* **Dataset excerpts**:
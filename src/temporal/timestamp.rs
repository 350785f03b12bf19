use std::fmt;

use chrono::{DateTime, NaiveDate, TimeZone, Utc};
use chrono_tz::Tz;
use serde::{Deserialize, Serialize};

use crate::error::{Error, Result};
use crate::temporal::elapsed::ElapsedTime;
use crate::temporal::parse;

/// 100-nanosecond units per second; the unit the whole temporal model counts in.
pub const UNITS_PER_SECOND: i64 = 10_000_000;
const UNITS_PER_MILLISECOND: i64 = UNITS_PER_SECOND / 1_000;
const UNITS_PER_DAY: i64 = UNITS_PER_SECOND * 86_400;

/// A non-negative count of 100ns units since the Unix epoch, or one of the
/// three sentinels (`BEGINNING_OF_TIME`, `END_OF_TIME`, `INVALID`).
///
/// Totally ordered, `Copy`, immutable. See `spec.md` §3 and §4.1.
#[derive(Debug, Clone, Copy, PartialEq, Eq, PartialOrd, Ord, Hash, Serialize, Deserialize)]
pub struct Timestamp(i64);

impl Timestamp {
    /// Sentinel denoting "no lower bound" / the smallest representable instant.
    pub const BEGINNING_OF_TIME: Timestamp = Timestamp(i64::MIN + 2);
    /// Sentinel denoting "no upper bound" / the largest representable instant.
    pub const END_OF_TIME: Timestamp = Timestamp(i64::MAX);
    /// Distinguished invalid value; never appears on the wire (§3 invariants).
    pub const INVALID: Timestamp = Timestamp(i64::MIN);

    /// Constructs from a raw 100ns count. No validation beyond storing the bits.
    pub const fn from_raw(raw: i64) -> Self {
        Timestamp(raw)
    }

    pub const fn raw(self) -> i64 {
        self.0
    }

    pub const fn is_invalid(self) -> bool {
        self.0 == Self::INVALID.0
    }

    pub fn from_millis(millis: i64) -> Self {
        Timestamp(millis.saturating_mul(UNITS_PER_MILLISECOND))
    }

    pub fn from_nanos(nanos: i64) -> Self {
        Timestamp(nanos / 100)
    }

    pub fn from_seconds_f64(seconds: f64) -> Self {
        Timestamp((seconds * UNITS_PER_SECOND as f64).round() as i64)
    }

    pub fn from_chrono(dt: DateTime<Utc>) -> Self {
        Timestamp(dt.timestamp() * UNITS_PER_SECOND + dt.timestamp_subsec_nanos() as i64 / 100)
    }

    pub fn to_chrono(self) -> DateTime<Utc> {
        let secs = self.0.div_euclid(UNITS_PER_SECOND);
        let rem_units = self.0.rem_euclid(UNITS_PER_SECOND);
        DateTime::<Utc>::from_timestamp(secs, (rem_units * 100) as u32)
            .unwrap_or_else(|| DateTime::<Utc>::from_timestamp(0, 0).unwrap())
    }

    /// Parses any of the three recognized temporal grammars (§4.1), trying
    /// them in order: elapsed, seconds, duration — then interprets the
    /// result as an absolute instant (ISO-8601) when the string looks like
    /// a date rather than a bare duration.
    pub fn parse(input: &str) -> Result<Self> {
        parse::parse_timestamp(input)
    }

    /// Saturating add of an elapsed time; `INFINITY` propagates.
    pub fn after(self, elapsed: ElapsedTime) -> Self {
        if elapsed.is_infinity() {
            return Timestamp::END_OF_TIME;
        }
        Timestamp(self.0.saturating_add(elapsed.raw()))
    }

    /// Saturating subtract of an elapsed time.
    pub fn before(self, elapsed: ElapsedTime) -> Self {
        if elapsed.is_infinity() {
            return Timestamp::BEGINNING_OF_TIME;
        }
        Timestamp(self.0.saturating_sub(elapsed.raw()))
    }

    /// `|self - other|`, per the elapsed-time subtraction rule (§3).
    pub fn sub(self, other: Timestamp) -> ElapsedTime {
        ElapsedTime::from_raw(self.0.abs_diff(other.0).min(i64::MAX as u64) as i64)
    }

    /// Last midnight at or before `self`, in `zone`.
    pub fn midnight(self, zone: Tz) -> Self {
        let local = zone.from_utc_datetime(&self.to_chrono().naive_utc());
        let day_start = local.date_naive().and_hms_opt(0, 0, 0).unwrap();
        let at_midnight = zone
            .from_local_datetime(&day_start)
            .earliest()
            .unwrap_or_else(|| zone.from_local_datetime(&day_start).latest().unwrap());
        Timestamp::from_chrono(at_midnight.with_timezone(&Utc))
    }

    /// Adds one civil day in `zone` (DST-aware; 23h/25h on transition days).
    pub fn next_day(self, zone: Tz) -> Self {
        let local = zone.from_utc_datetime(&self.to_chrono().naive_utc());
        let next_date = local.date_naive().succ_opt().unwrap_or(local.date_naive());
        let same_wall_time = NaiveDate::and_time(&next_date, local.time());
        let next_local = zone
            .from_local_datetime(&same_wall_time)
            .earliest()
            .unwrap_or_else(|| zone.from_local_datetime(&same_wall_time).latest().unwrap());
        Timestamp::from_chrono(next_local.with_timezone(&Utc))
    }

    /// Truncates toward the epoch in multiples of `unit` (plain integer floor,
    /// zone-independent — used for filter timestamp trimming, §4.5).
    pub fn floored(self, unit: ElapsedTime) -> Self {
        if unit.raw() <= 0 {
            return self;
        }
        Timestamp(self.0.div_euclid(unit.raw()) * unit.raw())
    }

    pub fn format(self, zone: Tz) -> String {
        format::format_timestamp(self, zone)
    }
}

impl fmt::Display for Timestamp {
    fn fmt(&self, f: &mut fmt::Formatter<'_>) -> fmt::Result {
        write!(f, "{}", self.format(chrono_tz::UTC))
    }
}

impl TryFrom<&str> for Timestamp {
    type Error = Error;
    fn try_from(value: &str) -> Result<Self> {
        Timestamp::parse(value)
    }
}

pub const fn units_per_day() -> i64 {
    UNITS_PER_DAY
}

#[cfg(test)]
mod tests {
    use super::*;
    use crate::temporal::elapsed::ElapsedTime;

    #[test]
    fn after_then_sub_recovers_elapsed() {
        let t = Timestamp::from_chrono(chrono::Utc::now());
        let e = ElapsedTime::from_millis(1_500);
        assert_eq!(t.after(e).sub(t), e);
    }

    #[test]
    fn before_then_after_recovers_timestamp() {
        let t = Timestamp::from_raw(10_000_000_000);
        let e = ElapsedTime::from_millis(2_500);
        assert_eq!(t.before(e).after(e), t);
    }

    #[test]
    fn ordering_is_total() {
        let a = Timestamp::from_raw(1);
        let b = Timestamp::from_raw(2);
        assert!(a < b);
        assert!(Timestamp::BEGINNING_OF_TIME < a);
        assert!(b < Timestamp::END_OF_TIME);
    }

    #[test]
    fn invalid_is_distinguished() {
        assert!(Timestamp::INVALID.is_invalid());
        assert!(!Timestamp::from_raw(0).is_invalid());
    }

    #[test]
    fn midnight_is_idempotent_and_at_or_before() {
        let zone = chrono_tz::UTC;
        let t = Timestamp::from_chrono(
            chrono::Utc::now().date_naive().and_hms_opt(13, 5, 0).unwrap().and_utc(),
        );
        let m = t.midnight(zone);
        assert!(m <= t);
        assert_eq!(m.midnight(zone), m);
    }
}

==

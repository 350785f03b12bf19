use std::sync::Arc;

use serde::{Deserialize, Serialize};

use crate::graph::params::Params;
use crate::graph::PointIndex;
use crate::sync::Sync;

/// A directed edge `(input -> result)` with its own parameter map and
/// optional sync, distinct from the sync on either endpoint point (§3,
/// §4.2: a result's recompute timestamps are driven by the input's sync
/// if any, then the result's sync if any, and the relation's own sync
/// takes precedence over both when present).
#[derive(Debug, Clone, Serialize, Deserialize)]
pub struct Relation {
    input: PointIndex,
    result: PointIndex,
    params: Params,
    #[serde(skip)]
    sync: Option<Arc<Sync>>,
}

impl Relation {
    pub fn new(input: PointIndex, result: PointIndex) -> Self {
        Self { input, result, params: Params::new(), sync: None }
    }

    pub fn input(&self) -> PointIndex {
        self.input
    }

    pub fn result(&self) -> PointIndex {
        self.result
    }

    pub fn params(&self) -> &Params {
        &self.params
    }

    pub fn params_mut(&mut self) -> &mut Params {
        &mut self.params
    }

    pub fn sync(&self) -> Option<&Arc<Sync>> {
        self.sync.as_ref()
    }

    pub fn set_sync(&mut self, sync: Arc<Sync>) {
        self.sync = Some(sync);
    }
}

* * *

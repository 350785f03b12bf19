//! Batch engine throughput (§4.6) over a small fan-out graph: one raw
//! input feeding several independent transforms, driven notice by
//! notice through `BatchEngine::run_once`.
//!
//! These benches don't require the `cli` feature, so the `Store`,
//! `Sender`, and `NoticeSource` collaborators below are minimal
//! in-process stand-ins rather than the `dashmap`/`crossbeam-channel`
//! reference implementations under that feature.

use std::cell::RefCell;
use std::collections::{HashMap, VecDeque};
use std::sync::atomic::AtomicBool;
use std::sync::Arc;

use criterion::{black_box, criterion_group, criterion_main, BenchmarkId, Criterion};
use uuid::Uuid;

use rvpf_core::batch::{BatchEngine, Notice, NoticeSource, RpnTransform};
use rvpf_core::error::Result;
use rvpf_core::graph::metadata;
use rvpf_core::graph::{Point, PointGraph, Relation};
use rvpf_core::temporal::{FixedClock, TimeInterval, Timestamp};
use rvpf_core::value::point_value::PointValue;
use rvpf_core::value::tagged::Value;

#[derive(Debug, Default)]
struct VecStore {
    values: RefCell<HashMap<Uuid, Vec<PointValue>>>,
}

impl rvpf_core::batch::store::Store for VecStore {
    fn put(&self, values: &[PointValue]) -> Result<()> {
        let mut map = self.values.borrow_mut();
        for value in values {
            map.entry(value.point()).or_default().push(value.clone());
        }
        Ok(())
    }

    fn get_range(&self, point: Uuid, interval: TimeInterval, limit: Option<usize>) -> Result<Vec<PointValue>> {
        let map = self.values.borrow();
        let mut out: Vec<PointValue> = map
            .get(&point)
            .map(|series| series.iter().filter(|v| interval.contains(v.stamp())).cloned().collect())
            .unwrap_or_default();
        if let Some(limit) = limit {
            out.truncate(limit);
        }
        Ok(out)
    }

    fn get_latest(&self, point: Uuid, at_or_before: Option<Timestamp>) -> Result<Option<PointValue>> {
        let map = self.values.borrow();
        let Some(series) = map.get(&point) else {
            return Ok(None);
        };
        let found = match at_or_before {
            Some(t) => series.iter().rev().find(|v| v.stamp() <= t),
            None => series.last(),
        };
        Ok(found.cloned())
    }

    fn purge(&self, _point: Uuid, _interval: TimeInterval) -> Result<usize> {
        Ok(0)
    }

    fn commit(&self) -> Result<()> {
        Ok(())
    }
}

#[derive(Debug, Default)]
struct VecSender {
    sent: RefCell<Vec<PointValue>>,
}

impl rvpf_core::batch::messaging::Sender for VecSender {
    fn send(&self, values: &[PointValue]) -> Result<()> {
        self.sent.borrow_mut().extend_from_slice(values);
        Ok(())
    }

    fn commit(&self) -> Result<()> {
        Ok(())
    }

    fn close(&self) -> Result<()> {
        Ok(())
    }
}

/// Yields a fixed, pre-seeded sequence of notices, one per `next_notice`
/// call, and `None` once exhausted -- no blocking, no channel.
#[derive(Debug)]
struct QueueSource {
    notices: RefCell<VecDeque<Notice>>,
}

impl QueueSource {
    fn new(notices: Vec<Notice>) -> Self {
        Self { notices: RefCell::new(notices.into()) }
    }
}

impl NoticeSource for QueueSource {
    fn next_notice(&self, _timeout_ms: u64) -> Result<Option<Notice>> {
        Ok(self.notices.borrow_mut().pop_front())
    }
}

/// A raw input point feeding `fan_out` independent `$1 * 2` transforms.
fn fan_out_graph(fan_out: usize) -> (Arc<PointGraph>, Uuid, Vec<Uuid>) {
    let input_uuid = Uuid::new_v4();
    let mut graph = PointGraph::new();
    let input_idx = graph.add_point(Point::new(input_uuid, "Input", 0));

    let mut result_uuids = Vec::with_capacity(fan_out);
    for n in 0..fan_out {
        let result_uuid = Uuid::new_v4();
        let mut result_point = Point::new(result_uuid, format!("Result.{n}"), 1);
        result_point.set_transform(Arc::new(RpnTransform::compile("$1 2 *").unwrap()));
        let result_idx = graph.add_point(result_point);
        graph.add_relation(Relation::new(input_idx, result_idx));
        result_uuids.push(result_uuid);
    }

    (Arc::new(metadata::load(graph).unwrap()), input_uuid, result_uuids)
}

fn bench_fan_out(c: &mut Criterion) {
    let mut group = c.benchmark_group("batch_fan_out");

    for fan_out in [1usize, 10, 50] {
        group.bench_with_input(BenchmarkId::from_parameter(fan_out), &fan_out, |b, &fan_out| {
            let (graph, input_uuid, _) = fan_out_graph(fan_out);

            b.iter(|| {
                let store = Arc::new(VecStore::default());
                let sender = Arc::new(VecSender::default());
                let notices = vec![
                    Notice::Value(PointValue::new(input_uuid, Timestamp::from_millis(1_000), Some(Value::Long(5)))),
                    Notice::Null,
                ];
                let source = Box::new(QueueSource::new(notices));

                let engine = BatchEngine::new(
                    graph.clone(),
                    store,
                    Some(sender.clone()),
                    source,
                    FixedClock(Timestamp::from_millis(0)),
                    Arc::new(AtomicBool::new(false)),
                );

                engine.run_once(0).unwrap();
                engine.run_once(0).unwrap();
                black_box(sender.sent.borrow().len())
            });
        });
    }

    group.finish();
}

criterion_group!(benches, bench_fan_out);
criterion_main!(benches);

* **WORK ORDER**: Each line of the entries above that includes "HashMap" counts once; state how many such lines there are, with the number as the only answer.

* **ANSWER FOR THE TASK**: 2